Work task >>
Check every line of the records below for the string "derive" and copy the ones that have it.

** Given information follows **

//! Batch Driver
//!
//! Runs the decode -> repair -> encode -> atomic replace pipeline over many
//! files. Each file is independent: failures are recorded and the batch moves
//! on. Files run concurrently on a dedicated rayon pool.

use log::{debug, error, info, warn};
use rayon::prelude::*;
use serde::Serialize;
use sha2::{Digest, Sha256};
use std::fs;
use std::path::{Path, PathBuf};
use crate::config::Settings;
use crate::discovery::Targets;
use crate::error::{PrismError, Result};
use crate::fill::{fill_transparent, FillReport};
use crate::{codec, writer};

// ============================================================================
// RESULTS
// ============================================================================

#[derive(Debug, Clone, Copy, PartialEq, Eq, Serialize)]
#[serde(rename_all = "snake_case")]
pub enum FileStatus {
    /// Transparent pixels were repainted and the file rewritten
    Repaired,
    /// No opaque/transparent edge; file left alone
    Unchanged,
}

#[derive(Debug, Clone, Serialize)]
pub struct FileOutcome {
    pub path: PathBuf,
    pub status: FileStatus,
    pub report: FillReport,
    /// SHA-256 of the encoded output, when one was produced
    #[serde(skip_serializing_if = "Option::is_none")]
    pub output_sha256: Option<String>,
    /// False for unchanged files and dry runs
    pub written: bool,
}

#[derive(Debug, Serialize)]
pub struct FileFailure {
    pub path: PathBuf,
    pub error: PrismError,
}

#[derive(Debug, Serialize)]
pub struct BatchSummary {
    /// RFC 3339 timestamp of when the batch finished
    pub generated_at: String,
    pub outcomes: Vec<FileOutcome>,
    pub failures: Vec<FileFailure>,
}

impl BatchSummary {
    pub fn succeeded(&self) -> usize {
        self.outcomes.len()
    }

    pub fn repaired(&self) -> usize {
        self.outcomes
            .iter()
            .filter(|o| o.status == FileStatus::Repaired)
            .count()
    }

    pub fn unchanged(&self) -> usize {
        self.succeeded() - self.repaired()
    }

    pub fn failed(&self) -> usize {
        self.failures.len()
    }

    pub fn has_failures(&self) -> bool {
        !self.failures.is_empty()
    }

    pub fn pixels_modified(&self) -> usize {
        self.outcomes.iter().map(|o| o.report.pixels_modified).sum()
    }

    /// Save the summary as pretty-printed JSON
    pub fn write_report(&self, path: &Path) -> Result<()> {
        let json = serde_json::to_string_pretty(self)?;
        fs::write(path, json)?;
        Ok(())
    }
}

/// SHA-256 of encoded image bytes as lowercase hex
pub fn hash_bytes(data: &[u8]) -> String {
    format!("{:x}", Sha256::digest(data))
}

// ============================================================================
// PIPELINE
// ============================================================================

/// Repair one file in place
pub fn process_file(path: &Path, settings: &Settings) -> Result<FileOutcome> {
    info!("Processing: {}", path.display());

    let mut buffer = codec::decode(path)?;
    let (width, height) = buffer.dimensions();
    debug!("Dimensions: {}x{}", width, height);

    let report = fill_transparent(&mut buffer, &settings.fill);

    if report.is_noop() {
        info!("No transparency edges detected, skipping {}", path.display());
        return Ok(FileOutcome {
            path: path.to_path_buf(),
            status: FileStatus::Unchanged,
            report,
            output_sha256: None,
            written: false,
        });
    }

    debug!("Collected {} seed points", report.seed_count);
    info!("Replaced {} transparent pixels in {}", report.pixels_modified, path.display());

    let bytes = codec::encode(&buffer)?;
    drop(buffer);
    let output_sha256 = Some(hash_bytes(&bytes));

    let written = if settings.dry_run {
        info!("Dry run, not writing {}", path.display());
        false
    } else {
        writer::atomic_replace(path, &bytes)?;
        true
    };

    Ok(FileOutcome {
        path: path.to_path_buf(),
        status: FileStatus::Repaired,
        report,
        output_sha256,
        written,
    })
}

/// Process every target, collecting outcomes and failures in target order
pub fn run_batch(targets: Targets, settings: &Settings) -> BatchSummary {
    let mut failures: Vec<FileFailure> = targets
        .rejected
        .into_iter()
        .map(|(path, error)| {
            warn!("Skipping invalid or non-PNG file {}: {}", path.display(), error);
            FileFailure { path, error }
        })
        .collect();

    let process_all = || -> Vec<(PathBuf, Result<FileOutcome>)> {
        targets
            .paths
            .par_iter()
            .map(|path| (path.clone(), process_file(path, settings)))
            .collect()
    };

    let results = match rayon::ThreadPoolBuilder::new().num_threads(settings.jobs).build() {
        Ok(pool) => pool.install(process_all),
        Err(e) => {
            warn!("Could not build a {}-thread pool ({}), using the global pool", settings.jobs, e);
            process_all()
        }
    };

    let mut outcomes = Vec::with_capacity(results.len());
    for (path, result) in results {
        match result {
            Ok(outcome) => {
                if outcome.written {
                    info!("Fixed and saved: {}", path.display());
                }
                outcomes.push(outcome);
            }
            Err(e) => {
                error!("Failed to process {}: {}", path.display(), e);
                failures.push(FileFailure { path, error: e });
            }
        }
    }

    BatchSummary {
        generated_at: chrono::Utc::now().to_rfc3339(),
        outcomes,
        failures,
    }
}

// ============================================================================
// TESTS
// ============================================================================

** End of Given information **

Task solution >>
#[derive(Debug, Clone, Copy, PartialEq, Eq, Serialize)]
#[derive(Debug, Clone, Serialize)]
#[derive(Debug, Serialize)]
#[derive(Debug, Serialize)]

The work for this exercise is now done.